Mamá Grande era gruesa, bajita y risueña. Sus cabellos canos con reflejos dorados, peinados siempre con esmero, se partían en dos por una raya, blanquecina también, pero mate. Su naricita resultaba tan breve que los anteojos de cristales ovalados que usaba para leer, amenazadoramente vencidos hacia delante, resbalaban a cada paso y había de sujetarlos con una cinta de seda negra para que al caer no se quebraran. Padecía del corazón y también de asma, mas, pese a la prohibición de los médicos, fumaba sin cesar. Acostumbraba a guardar sus cigarrillos de papel moreno en una caja de laca, donde chinitos de rostros desvaídos cazaban mariposas en cielos siniestros. A fin de no macularse los dedos, usaba unas tenacillas de oro. Pero como se distraía muchas veces hablando y hasta en ocasiones se dormía con el cigarrillo encendido, siempre había en su regazo cenizas y otras huellas de incendios sofocados. Era propietaria de una hacienda, de varios inmuebles en la ciudad y de alguna mina. Tenía coche y una casa más grande que la nuestra con muchos criados. Su patio también era mayor que el nuestro y en él tenía una enorme pajarera con multitud de pájaros. Pero su favorito estaba en la sala, en una jaula dorada. Era un sensontle, avecilla azteca que tenía que ser alimentada con fibras deshebradas de corazones para que cantara, lo que hacía muy bien cuando lo hacía.

Doña Refugio, como le llamaba mi padre, venía a nuestra casa algunas veces entre semana, pero el domingo su visita era oficial.

Ese día la rutina cotidiana se alteraba. Los preparativos para ir a misa de doce en la catedral empezaban a primera hora de la mañana y, al dar las terceras campanadas, no habían terminado. El domingo mi padre usaba chistera y chaqué, cuello almidonado y alto con pajaritas y, bajo éstas, el plastrón con alfiler. En una mano llevaba los guantes sin calzar y en la otra, la caña de indias con puño de plata. Mi madre se tocaba con un sombrero de aves disecadas y flores de trapo. Su velo era tan tupido que su rostro parecía otro, y aún la hacían más rara la pelerina y el polisón. En las manos, enguantadas hasta el codo, había de llevar, además del devocionario con tapas de nácar y el abanico de marfil y gasa pintada, una sombrilla de tul con volantes. En cuanto a mí, chorreando colonia y tirabuzones, se me introducía en un grueso traje de piqué, campanudo y hierático a fuerza de almidones, que se abrochaba por detrás y tenía peto y bocamangas con bordados de gran bulto, dentro del cual me sentía como un heraldo bajo su dalmática. Por imposición de la moda de aquel tiempo, bajo la faldamenta del traje asomaban una cuarta los calzones.
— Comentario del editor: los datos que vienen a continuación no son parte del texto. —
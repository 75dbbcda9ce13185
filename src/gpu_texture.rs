use crate::error::VolumeLoaderError;
use crate::handoff::TextureBuilder;
use crate::volume::{VolumeArtifact, VolumeExtents};

pub struct WGPU {
    pub device: wgpu::Device,
    pub queue: wgpu::Queue,
}

impl WGPU {
    /// Open the default adapter and device.
    pub async fn request() -> Result<Self, VolumeLoaderError> {
        let instance = wgpu::Instance::default();
        let adapter = instance
            .request_adapter(&wgpu::RequestAdapterOptions::default())
            .await
            .map_err(|e| VolumeLoaderError::Texture(e.to_string()))?;
        let (device, queue) = adapter
            .request_device(&wgpu::DeviceDescriptor::default())
            .await
            .map_err(|e| VolumeLoaderError::Texture(e.to_string()))?;
        Ok(Self { device, queue })
    }
}

/// A 3D RGBA32F texture holding one artifact at mip level 0.
#[derive(Clone, Debug)]
pub struct VolumeTexture {
    pub texture: wgpu::Texture,
    pub view: wgpu::TextureView,
    pub extents: VolumeExtents,
    pub mip_level_count: u32,
}

pub struct WgpuTextureBuilder {
    wgpu: WGPU,
}

impl WgpuTextureBuilder {
    pub fn new(wgpu: WGPU) -> Self {
        Self { wgpu }
    }

    /// Full chain length for the largest axis, or 1 without mipmaps.
    pub fn mip_level_count(extents: &VolumeExtents, mipmap: bool) -> u32 {
        if !mipmap {
            return 1;
        }
        let (nx, ny, nz) = extents.as_tuple();
        let largest = nx.max(ny).max(nz);
        usize::BITS - largest.leading_zeros()
    }

    fn texture_size(&self, extents: &VolumeExtents) -> Result<wgpu::Extent3d, VolumeLoaderError> {
        let max = self.wgpu.device.limits().max_texture_dimension_3d;
        let (nx, ny, nz) = extents.as_tuple();
        let axis = |n: usize| {
            u32::try_from(n)
                .ok()
                .filter(|&n| n <= max)
                .ok_or_else(|| {
                    VolumeLoaderError::Texture(format!(
                        "extent {n} exceeds the 3D texture limit of {max}"
                    ))
                })
        };
        Ok(wgpu::Extent3d {
            width: axis(nx)?,
            height: axis(ny)?,
            depth_or_array_layers: axis(nz)?,
        })
    }
}

impl TextureBuilder for WgpuTextureBuilder {
    type Handle = VolumeTexture;

    fn build(
        &self,
        artifact: &VolumeArtifact,
        mipmap: bool,
    ) -> Result<VolumeTexture, VolumeLoaderError> {
        let extents = artifact.extents();
        let texture_size = self.texture_size(&extents)?;
        let mip_level_count = Self::mip_level_count(&extents, mipmap);
        let WGPU { device, queue } = &self.wgpu;

        let texture = device.create_texture(&wgpu::TextureDescriptor {
            label: Some("Volume 3D Texture"),
            size: texture_size,
            mip_level_count,
            sample_count: 1,
            dimension: wgpu::TextureDimension::D3,
            format: wgpu::TextureFormat::Rgba32Float,
            usage: wgpu::TextureUsages::TEXTURE_BINDING | wgpu::TextureUsages::COPY_DST,
            view_formats: &[],
        });

        // Level 0 only; lower levels belong to the mip post-step.
        queue.write_texture(
            wgpu::TexelCopyTextureInfoBase {
                texture: &texture,
                mip_level: 0,
                origin: wgpu::Origin3d::ZERO,
                aspect: wgpu::TextureAspect::All,
            },
            artifact.texel_bytes(),
            wgpu::TexelCopyBufferLayout {
                offset: 0,
                bytes_per_row: Some(
                    texture_size.width * std::mem::size_of::<[f32; 4]>() as u32,
                ),
                rows_per_image: Some(texture_size.height),
            },
            texture_size,
        );
        log::debug!(
            "Uploaded {} texels ({} mip levels)",
            extents.element_count(),
            mip_level_count
        );

        let view = texture.create_view(&wgpu::TextureViewDescriptor::default());

        Ok(VolumeTexture {
            texture,
            view,
            extents,
            mip_level_count,
        })
    }
}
Terminada la misa de la catedral, dábamos tres vueltas a la Plaza de Armas, donde tocaba la música. Yo iba en medio, asido o más bien colgado de las manos de mis padres. Aunque resultara todo muy incómodo, avanzábamos despacio, respondiendo ellos con sonrisas y cabeceos o amagos de mi padre de quitarse la chistera, a todos los saludos. Hasta que, a la tercera vuelta, la cadena de las manos sé rompía frente al puesto de las charamuscas. Tras el tenderete, la india chaparra de boca ancha y sonriente, oseaba a las moscas con un oseador de tiras multicolores. Las golosinas que allí se exhibían sobre una tabla ensabanada –piloncillos diminutos, camotes en dulce, cuadraditos y losanges de jamoncillo, muertos de caramelo– formaban arabescos y pirámides, cuya complicada ejecución suponía un largo manoseo.

Cuando quedaba en mi poder la charamusca dorada, retorcida, como trenza de mujer o columna salomónica, emprendían el regreso. No me estaba permitido probarla hasta después de comer, pero, sin soltar la mano de mi padre, con la otra la enarbolaba, sujeta reverentemente con un papel de estraza. Los inditos descalzos que nos cedían la acera, quitándose los sombreros de petate, medio destrenzados por el tiempo, tendían manos tan cobrizas como las monedas que mi padre depositaba en ellas. Todo lo cual, ni que decir tiene, me parecía lo más justo y razonable.